Detail 1 from left composition

This panel, not signed nor dated, was looted by Napoleon Bonaparte and brought to Paris in 1808, being returned in 1815.[1] It was painted at about the same time as The Peasant Wedding, that is, circa 1567. The sizes of the two paintings are the same and they may have been intended as a pair or as part of a series illustrating peasant life.[2] They are the two most outstanding examples of Bruegel's late style, which is characterized by his use of monumental Italianate figures.[3]

Details

Like The Peasant Wedding, it is likely that Bruegel intended this painting to have a moral sense rather than simply being an affectionate portrayal of peasant life.

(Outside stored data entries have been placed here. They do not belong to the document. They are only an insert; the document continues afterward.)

//! Stateless HTTP request builder and response parser for the document API.
//!
//! # Design
//! `DocumentClient` holds only a `base_url` and carries no mutable state
//! between calls. Each operation is split into a `build_*` method that
//! produces an `HttpRequest` and a `parse_*` method that consumes an
//! `HttpResponse`. The caller (usually `DocumentApi`) executes the round-trip.
//!
//! Error messages follow two policies. Write operations surface the `message`
//! field of a JSON error body and fall back to a fixed string; read operations
//! always report a fixed string and ignore the body. Callers already depend on
//! those exact strings, so the split is kept as is.

use serde::de::DeserializeOwned;
use serde::Serialize;
use uuid::Uuid;

use crate::error::ApiError;
use crate::http::{HttpMethod, HttpRequest, HttpResponse};
use crate::types::{
    CreateDocumentManualRequest, CreateDocumentRequest, Department, DocumentPath, DocumentType,
    UpdatePathRequest,
};

pub const CREATE_FAILED: &str = "Failed to create document";
pub const NOT_FOUND: &str = "Document not found";
pub const UPDATE_PATH_FAILED: &str = "Failed to update document path";
pub const DELETE_FAILED: &str = "Failed to delete document";
pub const SEARCH_FAILED: &str = "Search failed";
pub const LIST_FAILED: &str = "Failed to fetch documents";
pub const DEPARTMENTS_FAILED: &str = "Failed to fetch departments";
pub const DOCUMENT_TYPES_FAILED: &str = "Failed to fetch document types";

/// How a non-2xx response becomes an error message.
#[derive(Debug, Clone, Copy, PartialEq, Eq)]
enum ErrorPolicy {
    /// The body's `message` field if present, otherwise the fallback.
    ServerMessage(&'static str),
    /// Always the given text; the body is not inspected.
    Fixed(&'static str),
}

/// Synchronous, stateless client for the document API.
#[derive(Debug, Clone)]
pub struct DocumentClient {
    base_url: String,
}

impl DocumentClient {
    pub fn new(base_url: &str) -> Self {
        Self {
            base_url: base_url.trim_end_matches('/').to_string(),
        }
    }

    // -- documents ---------------------------------------------------------

    pub fn build_create_document_auto(
        &self,
        input: &CreateDocumentRequest,
    ) -> Result<HttpRequest, ApiError> {
        self.json_request(HttpMethod::Post, "/api/documents".to_string(), input)
    }

    pub fn build_create_document_manual(
        &self,
        input: &CreateDocumentManualRequest,
    ) -> Result<HttpRequest, ApiError> {
        self.json_request(HttpMethod::Post, "/api/documents/manual".to_string(), input)
    }

    pub fn build_get_document_by_id(&self, id: Uuid) -> HttpRequest {
        self.bare_request(HttpMethod::Get, format!("/api/documents/{id}"))
    }

    /// The number is percent-encoded as a single path segment, so `A/B`
    /// becomes `A%2FB`.
    pub fn build_get_document_by_number(&self, number: &str) -> HttpRequest {
        self.bare_request(
            HttpMethod::Get,
            format!("/api/documents/number/{}", urlencoding::encode(number)),
        )
    }

    pub fn build_update_document_path(
        &self,
        id: Uuid,
        new_path: &str,
    ) -> Result<HttpRequest, ApiError> {
        let input = UpdatePathRequest {
            new_path: new_path.to_string(),
        };
        self.json_request(HttpMethod::Put, format!("/api/documents/{id}/path"), &input)
    }

    pub fn build_delete_document(&self, id: Uuid) -> HttpRequest {
        self.bare_request(HttpMethod::Delete, format!("/api/documents/{id}"))
    }

    pub fn build_search_documents(&self, query: &str) -> HttpRequest {
        self.bare_request(
            HttpMethod::Get,
            format!("/api/documents/search?q={}", urlencoding::encode(query)),
        )
    }

    pub fn build_get_all_documents(&self) -> HttpRequest {
        self.bare_request(HttpMethod::Get, "/api/documents".to_string())
    }

    pub fn parse_create_document_auto(
        &self,
        response: HttpResponse,
    ) -> Result<DocumentPath, ApiError> {
        parse_json(response, ErrorPolicy::ServerMessage(CREATE_FAILED))
    }

    pub fn parse_create_document_manual(
        &self,
        response: HttpResponse,
    ) -> Result<DocumentPath, ApiError> {
        parse_json(response, ErrorPolicy::ServerMessage(CREATE_FAILED))
    }

    pub fn parse_get_document_by_id(
        &self,
        response: HttpResponse,
    ) -> Result<DocumentPath, ApiError> {
        parse_json(response, ErrorPolicy::Fixed(NOT_FOUND))
    }

    pub fn parse_get_document_by_number(
        &self,
        response: HttpResponse,
    ) -> Result<DocumentPath, ApiError> {
        parse_json(response, ErrorPolicy::Fixed(NOT_FOUND))
    }

    pub fn parse_update_document_path(
        &self,
        response: HttpResponse,
    ) -> Result<DocumentPath, ApiError> {
        parse_json(response, ErrorPolicy::ServerMessage(UPDATE_PATH_FAILED))
    }

    pub fn parse_delete_document(
        &self,
        response: HttpResponse,
    ) -> Result<DocumentPath, ApiError> {
        parse_json(response, ErrorPolicy::ServerMessage(DELETE_FAILED))
    }

    pub fn parse_search_documents(
        &self,
        response: HttpResponse,
    ) -> Result<Vec<DocumentPath>, ApiError> {
        parse_json(response, ErrorPolicy::Fixed(SEARCH_FAILED))
    }

    pub fn parse_get_all_documents(
        &self,
        response: HttpResponse,
    ) -> Result<Vec<DocumentPath>, ApiError> {
        parse_json(response, ErrorPolicy::Fixed(LIST_FAILED))
    }

    // -- reference data ----------------------------------------------------

    pub fn build_list_departments(&self) -> HttpRequest {
        self.bare_request(HttpMethod::Get, "/api/departments".to_string())
    }

    pub fn build_list_document_types(&self) -> HttpRequest {
        self.bare_request(HttpMethod::Get, "/api/document-types".to_string())
    }

    pub fn parse_list_departments(
        &self,
        response: HttpResponse,
    ) -> Result<Vec<Department>, ApiError> {
        parse_json(response, ErrorPolicy::Fixed(DEPARTMENTS_FAILED))
    }

    pub fn parse_list_document_types(
        &self,
        response: HttpResponse,
    ) -> Result<Vec<DocumentType>, ApiError> {
        parse_json(response, ErrorPolicy::Fixed(DOCUMENT_TYPES_FAILED))
    }

    fn bare_request(&self, method: HttpMethod, path: String) -> HttpRequest {
        HttpRequest {
            method,
            path: format!("{}{path}", self.base_url),
            headers: Vec::new(),
            body: None,
        }
    }

    fn json_request<B: Serialize>(
        &self,
        method: HttpMethod,
        path: String,
        input: &B,
    ) -> Result<HttpRequest, ApiError> {
        let body =
            serde_json::to_string(input).map_err(|e| ApiError::Serialization(e.to_string()))?;
        Ok(HttpRequest {
            method,
            path: format!("{}{path}", self.base_url),
            headers: vec![("content-type".to_string(), "application/json".to_string())],
            body: Some(body),
        })
    }
}

fn parse_json<T: DeserializeOwned>(
    response: HttpResponse,
    policy: ErrorPolicy,
) -> Result<T, ApiError> {
    check_status(&response, policy)?;
    serde_json::from_str(&response.body).map_err(|e| ApiError::Deserialization(e.to_string()))
}

/// Map a non-2xx response to `ApiError::Status` under the given policy.
fn check_status(response: &HttpResponse, policy: ErrorPolicy) -> Result<(), ApiError> {
    if response.is_success() {
        return Ok(());
    }
    let message = match policy {
        ErrorPolicy::Fixed(text) => text.to_string(),
        ErrorPolicy::ServerMessage(fallback) => {
            server_message(&response.body).unwrap_or_else(|| fallback.to_string())
        }
    };
    Err(ApiError::Status {
        status: response.status,
        message,
    })
}

/// Non-empty string `message` field of a JSON error body.
fn server_message(body: &str) -> Option<String> {
    let value: serde_json::Value = serde_json::from_str(body).ok()?;
    value
        .get("message")?
        .as_str()
        .filter(|m| !m.is_empty())
        .map(str::to_string)
}
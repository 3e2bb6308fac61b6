use axum::{
    http::StatusCode,
    response::{IntoResponse, Response},
    Json,
};
use serde_json::json;
use thiserror::Error;

#[derive(Debug, Error, PartialEq, Eq)]
pub enum BackendError {
    #[error("Document not found: {0}")]
    DocumentNotFound(String),

    #[error("User not found: {0}")]
    UserNotFound(String),

    #[error("Invalid type code: {0}")]
    InvalidTypeCode(String),

    #[error("Invalid path: must be absolute path")]
    RelativePathNotAllowed,

    #[error("Duplicate document number: {0}")]
    DuplicateDocumentNumber(String),

    #[error("{0}")]
    Validation(String),
}

impl BackendError {
    pub fn status(&self) -> StatusCode {
        match self {
            BackendError::DocumentNotFound(_) | BackendError::UserNotFound(_) => {
                StatusCode::NOT_FOUND
            }
            BackendError::DuplicateDocumentNumber(_) => StatusCode::CONFLICT,
            BackendError::InvalidTypeCode(_)
            | BackendError::RelativePathNotAllowed
            | BackendError::Validation(_) => StatusCode::BAD_REQUEST,
        }
    }
}

/// Error bodies are `{"message": "..."}`.
impl IntoResponse for BackendError {
    fn into_response(self) -> Response {
        let status = self.status();
        tracing::debug!(%status, error = %self, "request rejected");
        (status, Json(json!({ "message": self.to_string() }))).into_response()
    }
}
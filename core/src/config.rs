//! Client configuration loaded with figment.
//!
//! Sources, highest priority first:
//! 1. Environment variables with the `DOCPATH_` prefix
//!    (`DOCPATH_BASE_URL`, `DOCPATH_TIMEOUT_SECS`)
//! 2. Built-in defaults
//!
//! ```no_run
//! use docpath_client::ClientConfig;
//!
//! let config = ClientConfig::load_with_dotenv().expect("config");
//! println!("backend: {}", config.base_url);
//! ```

use figment::{
    providers::{Env, Serialized},
    Figment,
};
use serde::{Deserialize, Serialize};
use thiserror::Error;

pub const DEFAULT_BASE_URL: &str = "http://localhost:3000";

#[derive(Debug, Error)]
pub enum ConfigError {
    #[error("Configuration error: {0}")]
    Figment(#[from] figment::Error),

    #[error("Invalid configuration value for '{field}': {reason}")]
    InvalidValue { field: String, reason: String },
}

#[derive(Debug, Clone, PartialEq, Eq, Serialize, Deserialize)]
pub struct ClientConfig {
    /// Backend origin, e.g. `http://localhost:3000`. Paths such as
    /// `/api/documents` are appended to it.
    pub base_url: String,
    /// Per-request timeout. Unset means requests run to completion.
    #[serde(default, skip_serializing_if = "Option::is_none")]
    pub timeout_secs: Option<u64>,
}

impl Default for ClientConfig {
    fn default() -> Self {
        Self {
            base_url: DEFAULT_BASE_URL.to_string(),
            timeout_secs: None,
        }
    }
}

impl ClientConfig {
    /// Load from defaults and `DOCPATH_*` environment variables.
    pub fn load() -> Result<Self, ConfigError> {
        let config: Self = Self::figment().extract()?;
        config.validate()?;
        Ok(config)
    }

    /// Same as [`ClientConfig::load`], after loading `.env` from the current
    /// directory if one exists.
    pub fn load_with_dotenv() -> Result<Self, ConfigError> {
        let _ = dotenvy::dotenv();
        Self::load()
    }

    pub fn figment() -> Figment {
        Figment::from(Serialized::defaults(Self::default())).merge(Env::prefixed("DOCPATH_"))
    }

    fn validate(&self) -> Result<(), ConfigError> {
        if self.base_url.trim().is_empty() {
            return Err(ConfigError::InvalidValue {
                field: "base_url".to_string(),
                reason: "must not be empty".to_string(),
            });
        }
        if self.timeout_secs == Some(0) {
            return Err(ConfigError::InvalidValue {
                field: "timeout_secs".to_string(),
                reason: "must be at least 1".to_string(),
            });
        }
        Ok(())
    }
}
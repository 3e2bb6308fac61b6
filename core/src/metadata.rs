//! Observable cache of reference data (departments and document types).
//!
//! # Design
//! `MetadataStore` is an owned object rather than a global, so each test or
//! UI surface can hold its own instance (wrap it in an `Arc` to share it).
//! The three cells are `tokio::sync::watch` channels: readers either take a
//! snapshot or subscribe to changes.
//!
//! `refresh` fetches both collections concurrently and replaces both cells
//! only after both fetches succeed. Overlapping refreshes are not
//! deduplicated; each cell keeps whichever successful write landed last.

use tokio::sync::watch;
use tracing::{debug, warn};

use crate::api::DocumentApi;
use crate::error::ApiError;
use crate::transport::Transport;
use crate::types::{Department, DocumentType};

pub struct MetadataStore<T> {
    api: DocumentApi<T>,
    departments: watch::Sender<Vec<Department>>,
    document_types: watch::Sender<Vec<DocumentType>>,
    loading: watch::Sender<bool>,
}

/// Clears the loading flag on every exit from `refresh`, including when the
/// refresh future is dropped mid-flight.
struct LoadingGuard<'a> {
    flag: &'a watch::Sender<bool>,
}

impl<'a> LoadingGuard<'a> {
    fn start(flag: &'a watch::Sender<bool>) -> Self {
        flag.send_replace(true);
        Self { flag }
    }
}

impl Drop for LoadingGuard<'_> {
    fn drop(&mut self) {
        self.flag.send_replace(false);
    }
}

impl<T: Transport> MetadataStore<T> {
    /// An empty store; nothing is fetched until [`MetadataStore::refresh`].
    pub fn new(api: DocumentApi<T>) -> Self {
        Self {
            api,
            departments: watch::Sender::new(Vec::new()),
            document_types: watch::Sender::new(Vec::new()),
            loading: watch::Sender::new(false),
        }
    }

    pub fn api(&self) -> &DocumentApi<T> {
        &self.api
    }

    /// Fetch departments and document types in parallel and replace both
    /// cells. If either fetch fails the first error is returned and neither
    /// cell changes.
    pub async fn refresh(&self) -> Result<(), ApiError> {
        let _loading = LoadingGuard::start(&self.loading);

        let (departments, document_types) =
            tokio::try_join!(self.api.fetch_departments(), self.api.fetch_document_types())
                .inspect_err(|e| warn!(error = %e, "reference data refresh failed"))?;

        debug!(
            departments = departments.len(),
            document_types = document_types.len(),
            "reference data refreshed"
        );
        self.departments.send_replace(departments);
        self.document_types.send_replace(document_types);
        Ok(())
    }

    pub fn departments(&self) -> Vec<Department> {
        self.departments.borrow().clone()
    }

    pub fn document_types(&self) -> Vec<DocumentType> {
        self.document_types.borrow().clone()
    }

    pub fn is_loading(&self) -> bool {
        *self.loading.borrow()
    }

    pub fn subscribe_departments(&self) -> watch::Receiver<Vec<Department>> {
        self.departments.subscribe()
    }

    pub fn subscribe_document_types(&self) -> watch::Receiver<Vec<DocumentType>> {
        self.document_types.subscribe()
    }

    pub fn subscribe_loading(&self) -> watch::Receiver<bool> {
        self.loading.subscribe()
    }

    pub fn department(&self, code: &str) -> Option<Department> {
        self.departments.borrow().iter().find(|d| d.code == code).cloned()
    }

    pub fn document_type(&self, code: &str) -> Option<DocumentType> {
        self.document_types.borrow().iter().find(|t| t.code == code).cloned()
    }

    /// Active document types in fetched order.
    pub fn active_document_types(&self) -> Vec<DocumentType> {
        self.document_types
            .borrow()
            .iter()
            .filter(|t| t.active)
            .cloned()
            .collect()
    }
}
//! HTTP exchange types for the host-does-IO split.
//!
//! # Design
//! Requests and responses are plain data. `DocumentClient` builds
//! `HttpRequest` values and parses `HttpResponse` values without touching the
//! network; a `Transport` performs the actual exchange in between. Keeping the
//! status policy on plain data lets it be tested without a server.

/// HTTP method for a request.
#[derive(Debug, Clone, Copy, PartialEq, Eq)]
pub enum HttpMethod {
    Get,
    Post,
    Put,
    Delete,
}

impl HttpMethod {
    pub fn as_str(self) -> &'static str {
        match self {
            HttpMethod::Get => "GET",
            HttpMethod::Post => "POST",
            HttpMethod::Put => "PUT",
            HttpMethod::Delete => "DELETE",
        }
    }
}

/// An HTTP request described as plain data.
///
/// `path` is the absolute URL, base URL included.
#[derive(Debug, Clone, PartialEq, Eq)]
pub struct HttpRequest {
    pub method: HttpMethod,
    pub path: String,
    pub headers: Vec<(String, String)>,
    pub body: Option<String>,
}

/// An HTTP response described as plain data.
#[derive(Debug, Clone, PartialEq, Eq)]
pub struct HttpResponse {
    pub status: u16,
    pub body: String,
}

impl HttpResponse {
    /// Any 2xx status.
    pub fn is_success(&self) -> bool {
        (200..300).contains(&self.status)
    }
}
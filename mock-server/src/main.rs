use tokio::net::TcpListener;
use tracing_subscriber::{layer::SubscriberExt, util::SubscriberInitExt};

#[tokio::main]
async fn main() -> Result<(), std::io::Error> {
    tracing_subscriber::registry()
        .with(
            tracing_subscriber::EnvFilter::try_from_default_env()
                .unwrap_or_else(|_| "mock_backend=debug,tower_http=debug".into()),
        )
        .with(tracing_subscriber::fmt::layer())
        .init();

    let port = std::env::var("PORT").unwrap_or_else(|_| "3000".to_string());
    let addr = format!("127.0.0.1:{port}");
    let listener = TcpListener::bind(&addr).await?;
    tracing::info!(%addr, "mock backend listening");
    mock_backend::run(listener).await
}
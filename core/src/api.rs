//! Async document API: build, execute, parse.
//!
//! Every method performs exactly one HTTP exchange. There is no retry and no
//! caching; errors go straight back to the caller.

use tracing::{debug, warn};
use uuid::Uuid;

use crate::client::DocumentClient;
use crate::config::ClientConfig;
use crate::error::ApiError;
use crate::http::{HttpRequest, HttpResponse};
use crate::transport::{ReqwestTransport, Transport};
use crate::types::{
    CreateDocumentManualRequest, CreateDocumentRequest, Department, DocumentPath, DocumentType,
};

#[derive(Debug, Clone)]
pub struct DocumentApi<T> {
    client: DocumentClient,
    transport: T,
}

impl DocumentApi<ReqwestTransport> {
    pub fn from_config(config: &ClientConfig) -> Self {
        Self::new(
            DocumentClient::new(&config.base_url),
            ReqwestTransport::from_config(config),
        )
    }
}

impl<T: Transport> DocumentApi<T> {
    pub fn new(client: DocumentClient, transport: T) -> Self {
        Self { client, transport }
    }

    pub fn client(&self) -> &DocumentClient {
        &self.client
    }

    pub fn transport(&self) -> &T {
        &self.transport
    }

    pub async fn create_document_auto(
        &self,
        input: &CreateDocumentRequest,
    ) -> Result<DocumentPath, ApiError> {
        let req = self.client.build_create_document_auto(input)?;
        let resp = self.send("create_document_auto", req).await?;
        self.client.parse_create_document_auto(resp)
    }

    pub async fn create_document_manual(
        &self,
        input: &CreateDocumentManualRequest,
    ) -> Result<DocumentPath, ApiError> {
        let req = self.client.build_create_document_manual(input)?;
        let resp = self.send("create_document_manual", req).await?;
        self.client.parse_create_document_manual(resp)
    }

    pub async fn get_document_by_id(&self, id: Uuid) -> Result<DocumentPath, ApiError> {
        let req = self.client.build_get_document_by_id(id);
        let resp = self.send("get_document_by_id", req).await?;
        self.client.parse_get_document_by_id(resp)
    }

    pub async fn get_document_by_number(&self, number: &str) -> Result<DocumentPath, ApiError> {
        let req = self.client.build_get_document_by_number(number);
        let resp = self.send("get_document_by_number", req).await?;
        self.client.parse_get_document_by_number(resp)
    }

    pub async fn update_document_path(
        &self,
        id: Uuid,
        new_path: &str,
    ) -> Result<DocumentPath, ApiError> {
        let req = self.client.build_update_document_path(id, new_path)?;
        let resp = self.send("update_document_path", req).await?;
        self.client.parse_update_document_path(resp)
    }

    /// Logically delete a document. The returned record has `deleted` set.
    pub async fn delete_document(&self, id: Uuid) -> Result<DocumentPath, ApiError> {
        let req = self.client.build_delete_document(id);
        let resp = self.send("delete_document", req).await?;
        self.client.parse_delete_document(resp)
    }

    pub async fn search_documents(&self, query: &str) -> Result<Vec<DocumentPath>, ApiError> {
        let req = self.client.build_search_documents(query);
        let resp = self.send("search_documents", req).await?;
        self.client.parse_search_documents(resp)
    }

    pub async fn get_all_documents(&self) -> Result<Vec<DocumentPath>, ApiError> {
        let req = self.client.build_get_all_documents();
        let resp = self.send("get_all_documents", req).await?;
        self.client.parse_get_all_documents(resp)
    }

    pub async fn fetch_departments(&self) -> Result<Vec<Department>, ApiError> {
        let req = self.client.build_list_departments();
        let resp = self.send("fetch_departments", req).await?;
        self.client.parse_list_departments(resp)
    }

    pub async fn fetch_document_types(&self) -> Result<Vec<DocumentType>, ApiError> {
        let req = self.client.build_list_document_types();
        let resp = self.send("fetch_document_types", req).await?;
        self.client.parse_list_document_types(resp)
    }

    async fn send(&self, operation: &str, req: HttpRequest) -> Result<HttpResponse, ApiError> {
        debug!(operation, method = req.method.as_str(), path = %req.path, "sending request");
        let resp = self.transport.execute(req).await.inspect_err(|e| {
            warn!(operation, error = %e, "request did not complete");
        })?;
        if !resp.is_success() {
            warn!(operation, status = resp.status, "backend returned error status");
        }
        Ok(resp)
    }
}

Gluttony, lust and anger can all be identified in the picture. The man seated next to the bagpipe player wears a peacock feather in his hat, a symbol of vanity and pride.[4] The occasion for the peasants' revelry is a saint's day, but dancers turn their backs on the church and pay no attention whatsoever to the image of the Virgin which hangs on the tree. The prominence of the tavern makes it clear that they are preoccupied with material rather than spiritual matters.[5]

References

  1. Danza di contadini.
  2. Cf. Pietro Allegretti, Brueghel, Skira, Milano 2003. ISBN 0-00-001088-X (Italian)
  3. There is another version of this subject by Bruegel in a painting in the Detroit Institute of Arts, entitled The Wedding Dance (see image at Wikimedia: "Bruegel dance 1566 Detroit"). It is dated 1566 and although the surface is rather worn, it is today generally accepted as an authentic work from Bruegel's own hand. The composition is more crowded and in consequence more effective than the Vienna picture.
  4. See Grove Art Online
  5. Screech, Matthew (2005). Masters of the ninth art: bandes dessinées and Franco-Belgian identity. Liverpool University Press. p. 85.